Another post deviating from the normal Bike trip format but the sight I visited today warranted a write up of it’s own.
The Buzludzha monument sits atop of a mountain pretty much smack in the middle of Bulgaria. It was originally constructed to commemorate the location of the secret meetings of the Bulgarian communist party from before they came to power. In recent years it has become a popular off the beaten track tourist site although it is a little tricky to get to.
I had originally hoped to cycle there which would’ve involved about a 200km detour and then a 1,400m climb up to the peak of the mountain, but, as my knee problem progressed last week I had decided to completely forgo this. I needed the extra time to rest my leg and for contingency so I didn’t miss my flight home from Istanbul. I was gutted at this as I’d wanted to visit the place for quite some time.
As luck would have it on my rest day in my hostel in Plovdiv I met a guy from the US, Dave, who had just travelled overland from Central Asia to Bulgaria who was also keen to visit Buzludzha but only had one day to do it. Between us we worked out the only option was to hire a car between, drive the 120km to the monument and then drive back the same day.
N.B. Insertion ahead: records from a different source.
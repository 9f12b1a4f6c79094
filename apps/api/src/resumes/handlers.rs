//! Request handlers for the résumé API.
//!
//! Each handler is one pass of control flow: validate → store → optionally
//! render → optionally notify → respond. Render and notify are best-effort
//! side effects; their failures degrade the response payload (`pdfUrl` null,
//! `emailSent` false) instead of aborting the primary operation. Store
//! failures are the only fatal class.

use axum::{
    extract::{Path, State},
    http::{header, StatusCode},
    response::IntoResponse,
    Json,
};
use serde_json::{json, Value};
use tracing::{error, info, warn};
use uuid::Uuid;

use crate::errors::AppError;
use crate::models::resume::ResumeRow;
use crate::resumes::payload::{split_roles, ResumePayload};
use crate::resumes::store;
use crate::state::AppState;

/// POST /api/resumes
///
/// The render runs before the insert; a render failure leaves `pdf_filename`
/// unset and skips the email. The notify outcome is reported back as the
/// `emailSent` flag, never as an error.
pub async fn handle_create(
    State(state): State<AppState>,
    Json(payload): Json<ResumePayload>,
) -> Result<impl IntoResponse, AppError> {
    let record = payload.to_record().map_err(AppError::Validation)?;

    let pdf_filename = match state.renderer.render(&payload.template_data()).await {
        Ok(filename) => Some(filename),
        Err(e) => {
            error!("Failed to generate PDF, continuing without it: {e}");
            None
        }
    };

    let row = store::create(&state.db, &record, pdf_filename.as_deref()).await?;
    info!("Created resume {}", row.id);

    let mut email_sent = false;
    if let Some(filename) = &pdf_filename {
        email_sent = state
            .mailer
            .send_resume_pdf(&row.email, &row.first_name, &row.last_name, filename)
            .await;
        info!(
            "Email status for resume {}: {}",
            row.id,
            if email_sent { "sent" } else { "failed" }
        );
    }

    Ok((
        StatusCode::CREATED,
        Json(json!({
            "id": row.id,
            "message": "Resume created successfully",
            "data": &row,
            "pdfUrl": pdf_filename.as_deref().map(pdf_url),
            "emailSent": email_sent,
        })),
    ))
}

/// GET /api/resumes
pub async fn handle_list(State(state): State<AppState>) -> Result<Json<Vec<Value>>, AppError> {
    let rows = store::find_all(&state.db).await?;
    info!("Fetched {} resumes", rows.len());
    Ok(Json(rows.iter().map(expand_row).collect()))
}

/// GET /api/resumes/:id
pub async fn handle_get(
    State(state): State<AppState>,
    Path(id): Path<Uuid>,
) -> Result<Json<Value>, AppError> {
    let row = store::find_by_id(&state.db, id)
        .await?
        .ok_or_else(|| AppError::NotFound(format!("Resume {id} not found")))?;
    Ok(Json(expand_row(&row)))
}

/// GET /api/resumes/:id/pdf
///
/// If no PDF has been generated yet, one is synthesized on demand from the
/// stored columns and its filename persisted. A recorded filename whose file
/// is missing from disk is a 404, not a repair.
pub async fn handle_download_pdf(
    State(state): State<AppState>,
    Path(id): Path<Uuid>,
) -> Result<impl IntoResponse, AppError> {
    let row = store::find_by_id(&state.db, id)
        .await?
        .ok_or_else(|| AppError::NotFound(format!("Resume {id} not found")))?;

    let filename = match &row.pdf_filename {
        Some(filename) => filename.clone(),
        None => {
            info!("No PDF recorded for resume {id}, generating on demand");
            let payload = ResumePayload::from_row(&row);
            let filename = state.renderer.render(&payload.template_data()).await?;
            store::set_pdf_filename(&state.db, id, &filename).await?;
            filename
        }
    };

    let path = state.config.generated_dir.join(&filename);
    if !path.exists() {
        return Err(AppError::NotFound("PDF file not found".to_string()));
    }
    let bytes = tokio::fs::read(&path)
        .await
        .map_err(|e| AppError::Internal(anyhow::anyhow!("Failed to read {filename}: {e}")))?;

    let download_name = download_name(&row.first_name, &row.last_name);
    Ok((
        [
            (header::CONTENT_TYPE, "application/pdf".to_string()),
            (
                header::CONTENT_DISPOSITION,
                format!("attachment; filename=\"{download_name}\""),
            ),
        ],
        bytes,
    ))
}

/// POST /api/resumes/:id/email
///
/// Unlike Download, this never generates a PDF: a résumé without one is a 404.
pub async fn handle_resend_email(
    State(state): State<AppState>,
    Path(id): Path<Uuid>,
) -> Result<Json<Value>, AppError> {
    let row = store::find_by_id(&state.db, id)
        .await?
        .ok_or_else(|| AppError::NotFound(format!("Resume {id} not found")))?;

    let filename = row
        .pdf_filename
        .clone()
        .ok_or_else(|| AppError::NotFound("PDF not generated for this resume".to_string()))?;

    let sent = state
        .mailer
        .send_resume_pdf(&row.email, &row.first_name, &row.last_name, &filename)
        .await;

    if sent {
        Ok(Json(json!({
            "message": "Resume PDF sent successfully to your email"
        })))
    } else {
        Err(AppError::Email(
            "Failed to send resume PDF via email".to_string(),
        ))
    }
}

/// PUT /api/resumes/:id
///
/// Full replace of every field, then an unconditional re-render and re-send.
/// Render/email failures are logged; the response is still 200 with whatever
/// `pdfUrl` resulted.
pub async fn handle_update(
    State(state): State<AppState>,
    Path(id): Path<Uuid>,
    Json(payload): Json<ResumePayload>,
) -> Result<Json<Value>, AppError> {
    let record = payload
        .to_record()
        .map_err(|msg| AppError::Internal(anyhow::anyhow!(msg)))?;

    let updated = store::update(&state.db, id, &record)
        .await?
        .ok_or_else(|| AppError::NotFound(format!("Resume {id} not found")))?;
    info!("Updated resume {id}");

    let mut new_pdf_url = None;
    match state.renderer.render(&payload.template_data()).await {
        Ok(filename) => {
            if let Err(e) = store::set_pdf_filename(&state.db, id, &filename).await {
                error!("Failed to record new PDF filename for resume {id}: {e}");
            }
            let sent = state
                .mailer
                .send_resume_pdf(
                    &updated.email,
                    &updated.first_name,
                    &updated.last_name,
                    &filename,
                )
                .await;
            info!(
                "Updated resume email status for {id}: {}",
                if sent { "sent" } else { "failed" }
            );
            new_pdf_url = Some(pdf_url(&filename));
        }
        Err(e) => error!("Failed to generate updated PDF for resume {id}: {e}"),
    }

    Ok(Json(json!({
        "message": "Resume updated successfully",
        "data": &updated,
        "pdfUrl": new_pdf_url,
    })))
}

/// DELETE /api/resumes/:id
///
/// Removes the generated PDF first (best-effort), then the record.
pub async fn handle_delete(
    State(state): State<AppState>,
    Path(id): Path<Uuid>,
) -> Result<Json<Value>, AppError> {
    let row = store::find_by_id(&state.db, id)
        .await?
        .ok_or_else(|| AppError::NotFound(format!("Resume {id} not found")))?;

    if let Some(filename) = &row.pdf_filename {
        let path = state.config.generated_dir.join(filename);
        match tokio::fs::remove_file(&path).await {
            Ok(()) => info!("Deleted PDF file {filename}"),
            Err(e) => warn!("Could not delete PDF file {filename}: {e}"),
        }
    }

    store::delete(&state.db, id).await?;
    info!("Deleted resume {id}");

    Ok(Json(json!({ "message": "Resume deleted successfully" })))
}

// ────────────────────────────────────────────────────────────────────────────
// Response shaping
// ────────────────────────────────────────────────────────────────────────────

/// Derived download path for a generated filename. Not persisted.
fn pdf_url(filename: &str) -> String {
    format!("/generated/{filename}")
}

fn download_name(first_name: &str, last_name: &str) -> String {
    format!("{first_name}_{last_name}_Resume.pdf")
}

/// The read shape: every stored column plus the JSON sections under their
/// wire names, `desiredRoles` split back into a list, and the derived
/// `pdfUrl`.
fn expand_row(row: &ResumeRow) -> Value {
    let mut value = serde_json::to_value(row).unwrap_or_else(|_| json!({}));
    if let Some(map) = value.as_object_mut() {
        map.insert("education".to_string(), section_or(&row.education_json, json!([])));
        map.insert("skills".to_string(), section_or(&row.skills_json, json!({})));
        map.insert(
            "experience".to_string(),
            section_or(&row.experience_json, json!([])),
        );
        map.insert(
            "projects".to_string(),
            section_or(&row.projects_json, json!([])),
        );
        map.insert(
            "extraCurricular".to_string(),
            section_or(&row.extra_curricular_json, Value::Null),
        );
        map.insert(
            "leadership".to_string(),
            section_or(&row.leadership_json, Value::Null),
        );
        map.insert(
            "desiredRoles".to_string(),
            json!(split_roles(row.desired_roles.as_deref())),
        );
        map.insert(
            "pdfUrl".to_string(),
            match &row.pdf_filename {
                Some(filename) => Value::String(pdf_url(filename)),
                None => Value::Null,
            },
        );
    }
    value
}

fn section_or(stored: &Option<Value>, default: Value) -> Value {
    match stored {
        Some(v) if !v.is_null() => v.clone(),
        _ => default,
    }
}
Kind of a break away from this being a cycling trip but it seemed idiotic to come so close to the place and not go due to self imposed restrictions.
We managed to get ahold of Chevrolet Aveo, with 210,000km on the clock, and drove the uneventful 100km to the start of the small road up the mountain. We’d both read stories about this place being difficult or semi-illegal to visit but once in the vicinity we found directions to it marked on the road signs as a tourist site dispelling a bit of the myth of the place. At the base of the climb the weather was lovely but we had anticipated that the monument, sitting 1,400m above us, would probably be a lot colder and had dressed appropriately. If only we had anticipated harder…
After maybe 10km up the mountain road there was a gradually increasing amount of snow on the road and eventually, maybe 2km from the monument, the car was unable to carry on so I did a poor job of parking it by the side of the road and we carried on by foot…
After rounding the next corner on the road we saw footprints leading off into what GPS confirmed was the direction of the monument (we didn’t have line of sight due to trees and poor conditions). We followed these footprints as they led up a snow covered trail through the trees but as me approached the crest of the mountain the previously calm air whipped up into a furious icy gale. At points we were sinking mid thigh deep into the snow and the footprints we had followed had been blown away. I considered at this point that we really should have stuck to the road.
After battling up the hill we finally found the path again, spotting the people whose footprints we’d been following disappearing back down the mountain into the fog. We continued in the rough direction of our GPS bearing until the monument suddenly loomed out of the white, we were both very happy to have found it.
This video might give a feel for what the top of this mountain is like in Winter…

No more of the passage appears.